SECOND YEAR TRAINING

Raïna Fernandez von Waldenburg responds to a scene in her second year acting class.

The second year of training at ETW focuses on craft. Students build on the foundational skills acquired in the first year, deepening, augmenting, and molding them into a set of dependable acting, movement, singing, and performance tools.

Second Year Acting: Technique and Scene Study (Raïna Fernandez von Waldenburg, Terry Knickerbocker) The second year acting curriculum combines advanced technique work in Meisner training with Grotowski-oriented physically based acting. Both techniques are designed to enable students to create performances that are intelligently conceived, emotionally alive, physically precise, and repeatable. The work concentrates on action-based script analysis, character creation, emotional crafting, and intensive scene study.

Scond Year Movement: Technique, Style, Choreography (Paul Langland, Pat Hall) In the second year of movement training, students begin to work in different styles, assemble a personal technique, and create original dances. Technical training includes Allan Wayne Work (a ballet-based release technique), Alexander Technique, and Afro-Haitian Dance, as well as advanced contact improvisation and developmental movement. Students study the role of physicalization in the creation of characters, and begin creating their own movement pieces.

Movement instructor Paul Langland explains a choreography sequence.

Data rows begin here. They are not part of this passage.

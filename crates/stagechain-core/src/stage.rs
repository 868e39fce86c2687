use serde::{Deserialize, Serialize};

use crate::Block;

/// Blocks sharing one ledger position, in arrival order.
#[derive(Clone, Debug, Default, PartialEq, Eq, Serialize, Deserialize)]
pub struct Stage {
    blocks: Vec<Block>,
}

impl Stage {
    pub fn new() -> Self {
        Self::default()
    }

    pub(crate) fn with_block(block: Block) -> Self {
        Self {
            blocks: vec![block],
        }
    }

    pub(crate) fn push(&mut self, block: Block) -> usize {
        self.blocks.push(block);
        self.blocks.len() - 1
    }

    pub fn blocks(&self) -> &[Block] {
        &self.blocks
    }

    pub fn len(&self) -> usize {
        self.blocks.len()
    }

    pub fn is_empty(&self) -> bool {
        self.blocks.is_empty()
    }

    /// First member whose cached hash equals `hash` byte for byte.
    pub fn find(&self, hash: &[u8]) -> Option<&Block> {
        self.blocks.iter().find(|b| b.hash().as_slice() == hash)
    }

    pub fn contains_hash(&self, hash: &[u8]) -> bool {
        self.find(hash).is_some()
    }
}
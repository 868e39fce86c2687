pub const BYTE: usize = 8;
pub const HASH_SIZE: usize = 32;
pub const HASH_BITS: u32 = (HASH_SIZE * BYTE) as u32;
/// Width of the random nonce drawn on every search attempt.
pub const NONCE_SIZE: usize = 8;
/// Payload of the proof-exempt block that seeds stage 0.
pub const GENESIS_DATA: &[u8] = b"GENBLOCK";
pub const DEFAULT_DIFFICULTY_BITS: u32 = 20;
/// Attempts between two polls of the cancel flag and deadline.
pub const CANCEL_CHECK_INTERVAL: u64 = 1024;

Second Year Voice And Speech: Technique, Improvisational Song, Advanced Speech (Jonathan Hart Makwaia, Lisa Sokolov, guest faculty) Second year voice work focuses on extended vocal exploration--primarily in song form, but with specific application to text and vocal character work. Through sequences of exercises, students focus inwardly to hear and express impulse through sound, finding their own unique ways of making music. This individual work, which is given considerable time in the first semester, progresses into duet, small group, and large ensemble improvisational composition as the year goes on. Rhythm, meter, intervals, vowels, and consonants are explored as they emerge in the creative process of song making. Students also continue the speech work of the first year, improving technical skills and applying them to Shakespeare and other play texts.

Self-Scripting: (Rosemary Quinn) This class helps students turn acting skills into script-making skills. They learn a variety of approaches to writing for performance, and are guided through the journey from concept to script to performance.

Second Year Projects: (various faculty advisors) At the end of the second year, each student writes, produces, designs, and performs an original work of theatre.